Required work: Check each line of the records below and collect those that include the word "availability".

Material provided:
use chrono::{DateTime, NaiveDate, NaiveTime, Utc};
use serde::{Deserialize, Serialize};

/// Identifier wrapper for gym venues.
#[derive(Debug, Clone, Copy, PartialEq, Eq, Hash, PartialOrd, Ord, Serialize, Deserialize)]
pub struct VenueId(pub i64);

/// Identifier wrapper for trainers.
#[derive(Debug, Clone, Copy, PartialEq, Eq, Hash, PartialOrd, Ord, Serialize, Deserialize)]
pub struct TrainerId(pub i64);

/// Identifier wrapper for bookable services.
#[derive(Debug, Clone, Copy, PartialEq, Eq, Hash, PartialOrd, Ord, Serialize, Deserialize)]
pub struct ServiceId(pub i64);

/// Identifier wrapper for registered members.
#[derive(Debug, Clone, Copy, PartialEq, Eq, Hash, PartialOrd, Ord, Serialize, Deserialize)]
pub struct MemberId(pub i64);

/// Identifier wrapper for appointments.
#[derive(Debug, Clone, Copy, PartialEq, Eq, Hash, PartialOrd, Ord, Serialize, Deserialize)]
pub struct AppointmentId(pub i64);

/// Physical gym location owning trainers and services.
#[derive(Debug, Clone, PartialEq, Eq, Serialize, Deserialize)]
pub struct Venue {
    pub id: VenueId,
    pub name: String,
    pub address: String,
    pub opens_at: NaiveTime,
    pub closes_at: NaiveTime,
    pub description: Option<String>,
}

/// Staff member bound to one venue with a daily availability window.
///
/// The window is time-of-day only; it applies to every date. `[avail_start,
/// avail_end)` is half-open, so an appointment ending exactly at `avail_end`
/// is legal.
#[derive(Debug, Clone, PartialEq, Eq, Serialize, Deserialize)]
pub struct Trainer {
    pub id: TrainerId,
    pub name: String,
    pub specialties: String,
    pub phone: Option<String>,
    pub email: Option<String>,
    pub avail_start: NaiveTime,
    pub avail_end: NaiveTime,
    pub venue_id: VenueId,
    pub service_ids: Vec<ServiceId>,
}

/// Bookable offering tied to the venue where it is given.
#[derive(Debug, Clone, PartialEq, Eq, Serialize, Deserialize)]
pub struct ServiceOffering {
    pub id: ServiceId,
    pub name: String,
    pub duration_minutes: u16,
    pub fee: u32,
    pub description: Option<String>,
    pub venue_id: VenueId,
}

/// Access role attached to a member account.
#[derive(Debug, Clone, Copy, PartialEq, Eq, Serialize, Deserialize)]
#[serde(rename_all = "snake_case")]
pub enum Role {
    Admin,
    Member,
}

impl Role {
    pub const fn label(self) -> &'static str {
        match self {
            Role::Admin => "admin",
            Role::Member => "member",
        }
    }

    pub fn from_label(value: &str) -> Option<Self> {
        match value.trim().to_ascii_lowercase().as_str() {
            "admin" => Some(Role::Admin),
            "member" => Some(Role::Member),
            _ => None,
        }
    }

    pub const fn is_admin(self) -> bool {
        matches!(self, Role::Admin)
    }
}

/// Registered gym member. Credentials live with the identity provider, not
/// here.
#[derive(Debug, Clone, PartialEq, Eq, Serialize, Deserialize)]
pub struct Member {
    pub id: MemberId,
    pub name: String,
    pub email: String,
    pub phone: Option<String>,
    pub registered_on: NaiveDate,
    pub role: Role,
}

/// The acting user for a mutating operation, as reported by the identity
/// provider. The core trusts this value completely.
#[derive(Debug, Clone, Copy, PartialEq, Eq)]
pub struct Actor {
    pub member_id: MemberId,
    pub role: Role,
}

impl Actor {
    pub const fn is_admin(&self) -> bool {
        self.role.is_admin()
    }
}

/// A committed appointment. `fee` is always server-derived from the service;
/// `approved` starts false and is only toggled by the approval transitions.
#[derive(Debug, Clone, PartialEq, Eq, Serialize, Deserialize)]
pub struct Appointment {
    pub member_id: MemberId,
    pub trainer_id: TrainerId,
    pub service_id: ServiceId,
    pub venue_id: VenueId,
    pub date: NaiveDate,
    pub start: NaiveTime,
    pub end: NaiveTime,
    pub fee: u32,
    pub approved: bool,
    pub note: Option<String>,
    pub created_at: DateTime<Utc>,
}

/// Stored appointment plus its identity and optimistic-concurrency token.
#[derive(Debug, Clone, PartialEq, Eq, Serialize, Deserialize)]
pub struct AppointmentRecord {
    pub id: AppointmentId,
    pub version: u64,
    pub appointment: Appointment,
}

/// Client-submitted appointment fields.
///
/// `fee` and `approved` are accepted on the wire but overridden by the
/// booking service according to the actor's capabilities. `version` carries
/// the token the client read, checked on update.
#[derive(Debug, Clone, PartialEq, Eq, Serialize, Deserialize)]
pub struct AppointmentDraft {
    pub member_id: MemberId,
    pub trainer_id: TrainerId,
    pub service_id: ServiceId,
    pub venue_id: VenueId,
    pub date: NaiveDate,
    pub start: NaiveTime,
    pub end: NaiveTime,
    #[serde(default)]
    pub fee: u32,
    #[serde(default)]
    pub approved: bool,
    #[serde(default)]
    pub note: Option<String>,
    #[serde(default)]
    pub version: Option<u64>,
}
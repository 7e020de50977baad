use super::domain::Role;

/// What a role may set on an appointment. Consumed once by the booking
/// service instead of branching on the role at every protected field.
#[derive(Debug, Clone, Copy, PartialEq, Eq)]
pub struct Capabilities {
    /// May set or change the approved flag.
    pub can_set_approval: bool,
    /// May create or touch appointments owned by any member.
    pub can_set_arbitrary_owner: bool,
}

pub fn capabilities_for(role: Role) -> Capabilities {
    match role {
        Role::Admin => Capabilities {
            can_set_approval: true,
            can_set_arbitrary_owner: true,
        },
        Role::Member => Capabilities {
            can_set_approval: false,
            can_set_arbitrary_owner: false,
        },
    }
}
use std::collections::HashMap;
use std::sync::{Arc, Mutex};

use chrono::NaiveDate;

use super::domain::{
    Appointment, AppointmentId, AppointmentRecord, Member, MemberId, ServiceId, ServiceOffering,
    Trainer, TrainerId, Venue, VenueId,
};

/// Storage abstraction over the relational store so the scheduling services
/// can be exercised in isolation.
///
/// Implementations must provide point lookups and the appointment scans the
/// availability and conflict checks rely on. `update_appointment` checks the
/// record's version against the stored one and bumps it on success; a stale
/// version is the optimistic-concurrency failure signal.
pub trait EntityStore: Send + Sync {
    fn venue(&self, id: VenueId) -> Result<Option<Venue>, StoreError>;
    fn trainer(&self, id: TrainerId) -> Result<Option<Trainer>, StoreError>;
    fn service(&self, id: ServiceId) -> Result<Option<ServiceOffering>, StoreError>;
    fn member(&self, id: MemberId) -> Result<Option<Member>, StoreError>;
    fn appointment(&self, id: AppointmentId) -> Result<Option<AppointmentRecord>, StoreError>;

    fn trainers(&self) -> Result<Vec<Trainer>, StoreError>;
    fn trainers_by_venue(&self, venue: VenueId) -> Result<Vec<Trainer>, StoreError>;
    fn services_by_venue(&self, venue: VenueId) -> Result<Vec<ServiceOffering>, StoreError>;

    fn appointments(&self) -> Result<Vec<AppointmentRecord>, StoreError>;
    fn appointments_for_trainer_on(
        &self,
        trainer: TrainerId,
        date: NaiveDate,
    ) -> Result<Vec<AppointmentRecord>, StoreError>;
    fn appointments_on(&self, date: NaiveDate) -> Result<Vec<AppointmentRecord>, StoreError>;
    fn appointments_for_member(
        &self,
        member: MemberId,
    ) -> Result<Vec<AppointmentRecord>, StoreError>;
    fn pending_appointments(&self) -> Result<Vec<AppointmentRecord>, StoreError>;

    fn insert_appointment(
        &self,
        appointment: Appointment,
    ) -> Result<AppointmentRecord, StoreError>;
    fn update_appointment(
        &self,
        record: AppointmentRecord,
    ) -> Result<AppointmentRecord, StoreError>;
    fn delete_appointment(&self, id: AppointmentId) -> Result<(), StoreError>;
}

/// Error enumeration for store failures.
#[derive(Debug, thiserror::Error)]
pub enum StoreError {
    #[error("record not found")]
    NotFound,
    #[error("record changed since it was read")]
    VersionMismatch,
    #[error("store unavailable: {0}")]
    Unavailable(String),
}

#[derive(Default)]
struct StoreState {
    venues: HashMap<VenueId, Venue>,
    trainers: HashMap<TrainerId, Trainer>,
    services: HashMap<ServiceId, ServiceOffering>,
    members: HashMap<MemberId, Member>,
    appointments: HashMap<AppointmentId, AppointmentRecord>,
    next_appointment_id: i64,
}

/// In-memory entity store backing development, the demo CLI, and tests.
#[derive(Default, Clone)]
pub struct InMemoryEntityStore {
    state: Arc<Mutex<StoreState>>,
}

impl InMemoryEntityStore {
    pub fn new() -> Self {
        Self::default()
    }

    pub fn add_venue(&self, venue: Venue) {
        let mut state = self.state.lock().expect("store mutex poisoned");
        state.venues.insert(venue.id, venue);
    }

    pub fn add_trainer(&self, trainer: Trainer) {
        let mut state = self.state.lock().expect("store mutex poisoned");
        state.trainers.insert(trainer.id, trainer);
    }

    pub fn add_service(&self, service: ServiceOffering) {
        let mut state = self.state.lock().expect("store mutex poisoned");
        state.services.insert(service.id, service);
    }

    pub fn add_member(&self, member: Member) {
        let mut state = self.state.lock().expect("store mutex poisoned");
        state.members.insert(member.id, member);
    }
}

impl EntityStore for InMemoryEntityStore {
    fn venue(&self, id: VenueId) -> Result<Option<Venue>, StoreError> {
        let state = self.state.lock().expect("store mutex poisoned");
        Ok(state.venues.get(&id).cloned())
    }

    fn trainer(&self, id: TrainerId) -> Result<Option<Trainer>, StoreError> {
        let state = self.state.lock().expect("store mutex poisoned");
        Ok(state.trainers.get(&id).cloned())
    }

    fn service(&self, id: ServiceId) -> Result<Option<ServiceOffering>, StoreError> {
        let state = self.state.lock().expect("store mutex poisoned");
        Ok(state.services.get(&id).cloned())
    }

    fn member(&self, id: MemberId) -> Result<Option<Member>, StoreError> {
        let state = self.state.lock().expect("store mutex poisoned");
        Ok(state.members.get(&id).cloned())
    }

    fn appointment(&self, id: AppointmentId) -> Result<Option<AppointmentRecord>, StoreError> {
        let state = self.state.lock().expect("store mutex poisoned");
        Ok(state.appointments.get(&id).cloned())
    }

    fn trainers(&self) -> Result<Vec<Trainer>, StoreError> {
        let state = self.state.lock().expect("store mutex poisoned");
        Ok(state.trainers.values().cloned().collect())
    }

    fn trainers_by_venue(&self, venue: VenueId) -> Result<Vec<Trainer>, StoreError> {
        let state = self.state.lock().expect("store mutex poisoned");
        Ok(state
            .trainers
            .values()
            .filter(|trainer| trainer.venue_id == venue)
            .cloned()
            .collect())
    }

    fn services_by_venue(&self, venue: VenueId) -> Result<Vec<ServiceOffering>, StoreError> {
        let state = self.state.lock().expect("store mutex poisoned");
        Ok(state
            .services
            .values()
            .filter(|service| service.venue_id == venue)
            .cloned()
            .collect())
    }

    fn appointments(&self) -> Result<Vec<AppointmentRecord>, StoreError> {
        let state = self.state.lock().expect("store mutex poisoned");
        Ok(state.appointments.values().cloned().collect())
    }

    fn appointments_for_trainer_on(
        &self,
        trainer: TrainerId,
        date: NaiveDate,
    ) -> Result<Vec<AppointmentRecord>, StoreError> {
        let state = self.state.lock().expect("store mutex poisoned");
        Ok(state
            .appointments
            .values()
            .filter(|record| {
                record.appointment.trainer_id == trainer && record.appointment.date == date
            })
            .cloned()
            .collect())
    }

    fn appointments_on(&self, date: NaiveDate) -> Result<Vec<AppointmentRecord>, StoreError> {
        let state = self.state.lock().expect("store mutex poisoned");
        Ok(state
            .appointments
            .values()
            .filter(|record| record.appointment.date == date)
            .cloned()
            .collect())
    }

    fn appointments_for_member(
        &self,
        member: MemberId,
    ) -> Result<Vec<AppointmentRecord>, StoreError> {
        let state = self.state.lock().expect("store mutex poisoned");
        Ok(state
            .appointments
            .values()
            .filter(|record| record.appointment.member_id == member)
            .cloned()
            .collect())
    }

    fn pending_appointments(&self) -> Result<Vec<AppointmentRecord>, StoreError> {
        let state = self.state.lock().expect("store mutex poisoned");
        Ok(state
            .appointments
            .values()
            .filter(|record| !record.appointment.approved)
            .cloned()
            .collect())
    }

    fn insert_appointment(
        &self,
        appointment: Appointment,
    ) -> Result<AppointmentRecord, StoreError> {
        let mut state = self.state.lock().expect("store mutex poisoned");
        state.next_appointment_id += 1;
        let record = AppointmentRecord {
            id: AppointmentId(state.next_appointment_id),
            version: 1,
            appointment,
        };
        state.appointments.insert(record.id, record.clone());
        Ok(record)
    }

    fn update_appointment(
        &self,
        record: AppointmentRecord,
    ) -> Result<AppointmentRecord, StoreError> {
        let mut state = self.state.lock().expect("store mutex poisoned");
        let stored = state
            .appointments
            .get(&record.id)
            .ok_or(StoreError::NotFound)?;
        if stored.version != record.version {
            return Err(StoreError::VersionMismatch);
        }
        let updated = AppointmentRecord {
            id: record.id,
            version: record.version + 1,
            appointment: record.appointment,
        };
        state.appointments.insert(updated.id, updated.clone());
        Ok(updated)
    }

    fn delete_appointment(&self, id: AppointmentId) -> Result<(), StoreError> {
        let mut state = self.state.lock().expect("store mutex poisoned");
        state
            .appointments
            .remove(&id)
            .map(|_| ())
            .ok_or(StoreError::NotFound)
    }
}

Response to this task:
/// Staff member bound to one venue with a daily availability window.
/// availability and conflict checks rely on. `update_appointment` checks the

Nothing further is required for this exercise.